Jorge Martinez

Aerospace Engineer and Senior Software Developer


Script for converting PDF pages to images

Jorge Martínez Garrido

May 24, 2024

algorithms shell linux


Recently, I created some beautiful images from a PDf document, see the image below:

PDF pages as images

Previous images were generated by taking a manual snapshot of every page and applying them some shadow. This is not ideal. Every snapshot may have a different size since I am manually cropping a region.

Thus, I wondered if there was any program out there. This program should be able to accept the path to a PDF file, the page number and the output file path where the generated image can be saved.

pdftoppm: easy PDF to PNG converter

I was able to find pdftoppm. This program is part of the poppler library.

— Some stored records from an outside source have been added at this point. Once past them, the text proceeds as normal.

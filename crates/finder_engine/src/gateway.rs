use std::path::PathBuf;
use std::process::Stdio;
use std::time::Duration;

use finder_core::{ExtractedReview, ExtractionResult, FailureStatus};
use finder_logging::{finder_debug, finder_info, finder_warn};
use serde::Deserialize;
use tokio::process::Command;

use crate::ExecutorError;

#[derive(Debug, Clone)]
pub struct ExecutorSettings {
    /// Program invoked as `<program> check|extract <title> <year>`.
    pub program: PathBuf,
    pub check_timeout: Duration,
    pub extract_timeout: Duration,
}

impl Default for ExecutorSettings {
    fn default() -> Self {
        Self {
            program: PathBuf::from("./ai_wrapper.sh"),
            check_timeout: Duration::from_secs(15),
            extract_timeout: Duration::from_secs(180),
        }
    }
}

/// Availability check and extraction on the review site.
///
/// Neither operation fails: every problem is folded into the return value.
#[async_trait::async_trait]
pub trait ReviewGateway: Send + Sync {
    /// `false` covers both "not on the site" and "could not find out".
    async fn check_exists(&self, title: &str, year: &str) -> bool;

    async fn extract_review(&self, title: &str, year: &str) -> ExtractionResult;
}

/// Gateway backed by an external program that prints one JSON document.
#[derive(Debug, Clone)]
pub struct ProcessGateway {
    settings: ExecutorSettings,
}

impl ProcessGateway {
    pub fn new(settings: ExecutorSettings) -> Self {
        Self { settings }
    }

    async fn invoke<T: for<'de> Deserialize<'de>>(
        &self,
        action: &str,
        title: &str,
        year: &str,
        timeout: Duration,
    ) -> Result<T, ExecutorError> {
        finder_debug!(
            "Running {:?} {} {:?} {}",
            self.settings.program,
            action,
            title,
            year
        );
        let child = Command::new(&self.settings.program)
            .arg(action)
            .arg(title)
            .arg(year)
            .stdin(Stdio::null())
            .stdout(Stdio::piped())
            .stderr(Stdio::piped())
            .kill_on_drop(true)
            .spawn()
            .map_err(|source| ExecutorError::Spawn {
                program: self.settings.program.display().to_string(),
                source,
            })?;

        let output = tokio::time::timeout(timeout, child.wait_with_output())
            .await
            .map_err(|_| ExecutorError::Timeout(timeout))?
            .map_err(|source| ExecutorError::Spawn {
                program: self.settings.program.display().to_string(),
                source,
            })?;

        if !output.stderr.is_empty() {
            finder_debug!(
                "Executor stderr: {}",
                String::from_utf8_lossy(&output.stderr).trim_end()
            );
        }

        let stdout = String::from_utf8_lossy(&output.stdout);
        let stdout = stdout.trim();
        if stdout.is_empty() {
            return Err(ExecutorError::EmptyOutput);
        }
        Ok(serde_json::from_str(stdout)?)
    }
}

#[async_trait::async_trait]
impl ReviewGateway for ProcessGateway {
    async fn check_exists(&self, title: &str, year: &str) -> bool {
        match self
            .invoke::<CheckReply>("check", title, year, self.settings.check_timeout)
            .await
        {
            Ok(reply) => {
                finder_info!("Check {:?} ({}) -> {}", title, year, reply.status);
                reply.status == "found"
            }
            Err(err) => {
                finder_warn!("Check {:?} ({}) failed: {}", title, year, err);
                false
            }
        }
    }

    async fn extract_review(&self, title: &str, year: &str) -> ExtractionResult {
        let result = match self
            .invoke::<ExtractReply>("extract", title, year, self.settings.extract_timeout)
            .await
        {
            Ok(reply) => reply.into_result(),
            Err(err) => {
                let status = match err {
                    ExecutorError::Timeout(_) => FailureStatus::Timeout,
                    ExecutorError::Malformed(_) => FailureStatus::ParseError,
                    ExecutorError::Spawn { .. } | ExecutorError::EmptyOutput => {
                        FailureStatus::Error
                    }
                };
                ExtractionResult::failure(status, err.to_string())
            }
        };
        finder_info!(
            "Extract {:?} ({}) -> {}",
            title,
            year,
            result.status()
        );
        result
    }
}

#[derive(Debug, Deserialize)]
struct CheckReply {
    status: String,
}

#[derive(Debug, Deserialize)]
struct ExtractReply {
    status: String,
    title: Option<String>,
    author: Option<String>,
    date: Option<String>,
    content_length: Option<u64>,
    file_path: Option<String>,
    message: Option<String>,
}

impl ExtractReply {
    fn into_result(self) -> ExtractionResult {
        let message = self
            .message
            .unwrap_or_else(|| "unknown error".to_string());
        match self.status.as_str() {
            "success" => ExtractionResult::Success(ExtractedReview {
                title: self.title,
                author: self.author,
                date: self.date,
                content_length: self.content_length.unwrap_or(0),
                file_path: self.file_path,
            }),
            "timeout" => ExtractionResult::failure(FailureStatus::Timeout, message),
            "parse_error" => ExtractionResult::failure(FailureStatus::ParseError, message),
            "error" => ExtractionResult::failure(FailureStatus::Error, message),
            other => ExtractionResult::failure(
                FailureStatus::Error,
                format!("unexpected status {other:?}: {message}"),
            ),
        }
    }
}
use std::fmt::Write;
use std::path::Path;

use finder_core::{AppViewModel, InputError, MovieRowView, Notice, Prompt, SessionState};
use finder_engine::StoreError;

use super::constants::*;

fn rule(width: usize) -> String {
    RULE_CHAR.to_string().repeat(width)
}

pub fn render_banner() -> String {
    format!("{APP_TITLE}\n{}\n", rule(BANNER_RULE_WIDTH))
}

/// Full-screen part of the view; only the result list has one.
pub fn render_view(view: &AppViewModel) -> String {
    match view.session {
        SessionState::ListingResults => render_results(&view.rows),
        _ => String::new(),
    }
}

pub fn render_results(rows: &[MovieRowView]) -> String {
    let mut out = String::new();
    let _ = writeln!(out, "\n{}", rule(RULE_WIDTH));
    let _ = writeln!(out, "SEARCH RESULTS");
    let _ = writeln!(out, "{}", rule(RULE_WIDTH));
    for row in rows {
        let _ = writeln!(out, "\n{}. {} ({})", row.position, row.title, row.year);
        if let Some(original_title) = &row.original_title {
            let _ = writeln!(out, "   Original title: {original_title}");
        }
        let _ = writeln!(out, "   Director: {}", row.director);
        let _ = writeln!(out, "   Rating: {:.1}/10", row.rating);
        let _ = writeln!(out, "   {}", row.synopsis);
    }
    let _ = writeln!(out, "\n{}", rule(RULE_WIDTH));
    out
}

pub fn render_prompt(prompt: &Prompt) -> String {
    match prompt {
        Prompt::SearchQuery => "\nSearch for a movie (or 'quit' to exit): ".to_string(),
        Prompt::ChooseMovie { count } => format!(
            "\nChoose a movie (1-{count}), 'r' to repeat the search, or 'q' to quit: "
        ),
        Prompt::ConfirmExtraction { title, year } => format!(
            "\nExtract the review of '{title} ({year})'?\n\
             \x20 y) Yes, extract the review\n\
             \x20 n) No, back to search\n\
             \x20 b) Back to the movie list\n\
             \nChoice (y/n/b): "
        ),
        Prompt::PostExtraction => "\nWhat next?\n\
             \x20 v) View the extracted review\n\
             \x20 u) Choose another movie from the list\n\
             \x20 r) New search\n\
             \x20 q) Quit\n\
             \nChoice (v/u/r/q): "
            .to_string(),
    }
}

pub fn render_input_error(err: &InputError) -> String {
    format!("ERROR: {err}\n")
}

pub fn render_notice(notice: &Notice) -> String {
    match notice {
        Notice::Searching { query } => format!("\nSearching '{query}' on TMDB...\n"),
        Notice::NoMatches => "ERROR: No movies found. Try another title.\n".to_string(),
        Notice::Selected {
            title,
            year,
            director,
        } => format!("\nYou chose: {title} ({year})\n   Director: {director}\n"),
        Notice::CheckingAvailability { .. } => {
            "\nChecking availability on the review site...\n".to_string()
        }
        Notice::Available => "Movie found on the review site!\n".to_string(),
        Notice::NotAvailable { title, year } => {
            format!("ERROR: '{title} ({year})' not found on the review site\n")
        }
        Notice::TryingOriginalTitle { original_title } => {
            format!("Trying the original title: {original_title}\n")
        }
        Notice::AvailableUnderOriginalTitle => "Found under the original title!\n".to_string(),
        Notice::NotAvailableUnderOriginalTitle => {
            "ERROR: Not found under the original title either\n".to_string()
        }
        Notice::ExtractionStarted { title, year } => format!(
            "\nExtracting the review of '{title} ({year})'...\nThis may take 30-60 seconds...\n"
        ),
        Notice::ExtractionSucceeded {
            review,
            title,
            year,
        } => {
            let mut out = String::new();
            let _ = writeln!(out, "\nEXTRACTION COMPLETE!");
            let _ = writeln!(
                out,
                "Movie: {} ({year})",
                review.title.as_deref().unwrap_or(title)
            );
            let _ = writeln!(
                out,
                "Author: {}",
                review.author.as_deref().unwrap_or(UNKNOWN_LABEL)
            );
            let _ = writeln!(
                out,
                "Date: {}",
                review.date.as_deref().unwrap_or(UNKNOWN_LABEL)
            );
            let _ = writeln!(out, "Length: {} characters", review.content_length);
            if let Some(name) = review
                .file_path
                .as_deref()
                .and_then(|path| Path::new(path).file_name())
            {
                let _ = writeln!(out, "Saved to: {}", name.to_string_lossy());
            }
            let _ = writeln!(out, "\nReview extracted successfully!");
            out
        }
        Notice::ExtractionFailed { message } => format!("\nERROR during extraction: {message}\n"),
        Notice::Goodbye => "Goodbye!\n".to_string(),
    }
}

/// Header followed by the file content exactly as stored.
pub fn render_review(title: &str, year: &str, content: &str) -> String {
    format!(
        "\nREVIEW: {title} ({year})\n{}\n{content}\n",
        rule(RULE_WIDTH)
    )
}

pub fn render_review_missing(filename: &str) -> String {
    format!("ERROR: Review file not found: {filename}\n")
}

pub fn render_review_error(err: &StoreError) -> String {
    format!("ERROR: Could not read the review file: {err}\n")
}
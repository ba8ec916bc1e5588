use std::io::{self, Write};

use finder_core::{Effect, Msg};
use finder_engine::{extractor_review_filename, Engine};
use finder_logging::{finder_info, finder_warn};

use super::ui::render;

/// Executes the effects requested by `update`, one at a time.
pub struct EffectRunner<'a> {
    engine: &'a Engine,
}

impl<'a> EffectRunner<'a> {
    pub fn new(engine: &'a Engine) -> Self {
        Self { engine }
    }

    /// Runs one effect and returns the message carrying its outcome, if any.
    pub async fn run(&self, effect: Effect, out: &mut dyn Write) -> io::Result<Option<Msg>> {
        match effect {
            Effect::Notify(notice) => {
                out.write_all(render::render_notice(&notice).as_bytes())?;
                out.flush()?;
                Ok(None)
            }
            Effect::Search { query } => {
                finder_info!("Search query_len={} query={:?}", query.len(), query);
                let movies = self
                    .engine
                    .search
                    .search(&query, self.engine.max_results)
                    .await;
                Ok(Some(Msg::SearchCompleted(movies)))
            }
            Effect::CheckExists { title, year } => {
                let found = self.engine.gateway.check_exists(&title, &year).await;
                Ok(Some(Msg::ExistenceChecked { found }))
            }
            Effect::Extract { title, year } => {
                let result = self.engine.gateway.extract_review(&title, &year).await;
                Ok(Some(Msg::ExtractionFinished(result)))
            }
            Effect::ShowReview { title, year } => {
                let text = match self.engine.store.read(&title, &year) {
                    Ok(Some(content)) => render::render_review(&title, &year, &content),
                    Ok(None) => {
                        render::render_review_missing(&extractor_review_filename(&title, &year))
                    }
                    Err(err) => {
                        finder_warn!("Reading review for {:?} ({}) failed: {}", title, year, err);
                        render::render_review_error(&err)
                    }
                };
                out.write_all(text.as_bytes())?;
                out.flush()?;
                Ok(None)
            }
        }
    }
}
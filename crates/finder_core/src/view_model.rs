use crate::{CandidateMovie, SessionState, WorkingTitle};

#[derive(Debug, Clone, PartialEq, Default)]
pub struct AppViewModel {
    pub session: SessionState,
    pub rows: Vec<MovieRowView>,
    pub working: Option<WorkingTitle>,
    pub prompt: Option<Prompt>,
    pub dirty: bool,
}

#[derive(Debug, Clone, PartialEq)]
pub struct MovieRowView {
    /// 1-based position as shown to the user.
    pub position: usize,
    pub title: String,
    /// Only set when it differs from `title`.
    pub original_title: Option<String>,
    pub year: String,
    pub director: String,
    pub rating: f64,
    pub synopsis: String,
}

impl MovieRowView {
    pub(crate) fn from_movie(position: usize, movie: &CandidateMovie) -> Self {
        Self {
            position,
            title: movie.title.clone(),
            original_title: movie
                .has_alternate_title()
                .then(|| movie.original_title.clone()),
            year: movie.release_year.clone(),
            director: movie.director.clone(),
            rating: movie.rating,
            synopsis: movie.synopsis.clone(),
        }
    }
}

/// Menus the session can wait on.
#[derive(Debug, Clone, PartialEq, Eq)]
pub enum Prompt {
    SearchQuery,
    ChooseMovie { count: usize },
    ConfirmExtraction { title: String, year: String },
    PostExtraction,
}
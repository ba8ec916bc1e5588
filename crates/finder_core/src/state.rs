use crate::view_model::{AppViewModel, MovieRowView, Prompt};
use crate::{CandidateMovie, ResultSet};

#[derive(Debug, Clone, Copy, PartialEq, Eq, Default)]
pub enum SessionState {
    /// Waiting for a search query; no active result list.
    #[default]
    NoResults,
    /// A search effect is in flight.
    Searching,
    ListingResults,
    /// An existence check effect is in flight.
    Verifying(VerifyStage),
    ConfirmingExtraction,
    Extracting,
    PostExtractionMenu,
    Terminated,
}

/// Which title the in-flight existence check uses.
#[derive(Debug, Clone, Copy, PartialEq, Eq)]
pub enum VerifyStage {
    Primary,
    OriginalTitle,
}

/// Title/year pair currently being verified or extracted.
#[derive(Debug, Clone, PartialEq, Eq)]
pub struct WorkingTitle {
    pub title: String,
    pub year: String,
}

#[derive(Debug, Clone, PartialEq, Default)]
pub struct SessionContext {
    results: ResultSet,
    selected: Option<usize>,
    working: Option<WorkingTitle>,
}

impl SessionContext {
    pub fn results(&self) -> &ResultSet {
        &self.results
    }

    pub fn selected(&self) -> Option<usize> {
        self.selected
    }

    pub fn selected_movie(&self) -> Option<&CandidateMovie> {
        self.selected.and_then(|index| self.results.get(index))
    }

    pub fn working(&self) -> Option<&WorkingTitle> {
        self.working.as_ref()
    }
}

#[derive(Debug, Clone, PartialEq, Default)]
pub struct AppState {
    session: SessionState,
    context: SessionContext,
    dirty: bool,
}

impl AppState {
    pub fn new() -> Self {
        Self::default()
    }

    pub fn session(&self) -> SessionState {
        self.session
    }

    pub fn context(&self) -> &SessionContext {
        &self.context
    }

    pub fn is_terminated(&self) -> bool {
        self.session == SessionState::Terminated
    }

    pub fn view(&self) -> AppViewModel {
        let rows = self
            .context
            .results
            .iter()
            .enumerate()
            .map(|(index, movie)| MovieRowView::from_movie(index + 1, movie))
            .collect();
        AppViewModel {
            session: self.session,
            rows,
            working: self.context.working.clone(),
            prompt: self.prompt(),
            dirty: self.dirty,
        }
    }

    /// The menu the user is expected to answer, if the session is idle.
    pub fn prompt(&self) -> Option<Prompt> {
        match self.session {
            SessionState::NoResults => Some(Prompt::SearchQuery),
            SessionState::ListingResults => Some(Prompt::ChooseMovie {
                count: self.context.results.len(),
            }),
            SessionState::ConfirmingExtraction => {
                self.context
                    .working
                    .as_ref()
                    .map(|working| Prompt::ConfirmExtraction {
                        title: working.title.clone(),
                        year: working.year.clone(),
                    })
            }
            SessionState::PostExtractionMenu => Some(Prompt::PostExtraction),
            SessionState::Searching
            | SessionState::Verifying(_)
            | SessionState::Extracting
            | SessionState::Terminated => None,
        }
    }

    /// Returns whether the view changed since the last call and clears the flag.
    pub fn consume_dirty(&mut self) -> bool {
        std::mem::take(&mut self.dirty)
    }

    pub(crate) fn transition(&mut self, next: SessionState) {
        if self.session != next {
            finder_logging::finder_debug!("session {:?} -> {:?}", self.session, next);
            self.session = next;
            self.dirty = true;
        }
    }

    pub(crate) fn replace_results(&mut self, results: ResultSet) {
        self.context = SessionContext {
            results,
            selected: None,
            working: None,
        };
        self.dirty = true;
    }

    pub(crate) fn clear_results(&mut self) {
        self.replace_results(ResultSet::default());
    }

    pub(crate) fn select(&mut self, index: usize) -> Option<WorkingTitle> {
        let movie = self.context.results.get(index)?;
        let working = WorkingTitle {
            title: movie.title.clone(),
            year: movie.release_year.clone(),
        };
        self.context.selected = Some(index);
        self.context.working = Some(working.clone());
        Some(working)
    }

    pub(crate) fn set_working_title(&mut self, title: String) {
        if let Some(working) = self.context.working.as_mut() {
            working.title = title;
        }
    }

    pub(crate) fn clear_working(&mut self) {
        self.context.working = None;
    }
}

This library contains other utilities for extracting images, inspecting the font or splitting pages, among others.

- pdfdetach -- lists or extracts embedded files (attachments)
- pdffonts -- font analyzer
- pdfimages -- image extractor
- pdfinfo -- document information
- pdfseparate -- page extraction tool
- pdfsig -- verifies digital signatures
- pdftocairo -- PDF to PNG/JPEG/PDF/PS/EPS/SVG converter using Cairo
- pdftohtml -- PDF to HTML converter
- pdftoppm -- PDF to PPM/PNG/JPEG image converter
- pdftops -- PDF to PostScript (PS) converter
- pdftotext -- text extraction
- pdfunite -- document merging tool

The only issue is that pdftoppm generates images in PPM format. Despite its name, modern versions of this program include a -png flag, supporting thus the PNG format. Another flag, -singlefile, is required to avoid pdftoppm writing numbers to the output filename.

pdftoppm \
    # Specify the desired page
    -f <first-page> -l <last-page> \
    # Convert to PNG format
    -png <file.pdf> \
    # Do not write numbers in output filename
    -singlefile <outfile-prefix>

ImageMagick: editing digital images

So far so good, I was able to generate a PNG image from a PDF page. However, I also wanted to apply a shadow effect on the image. The solution was to use imagemagick.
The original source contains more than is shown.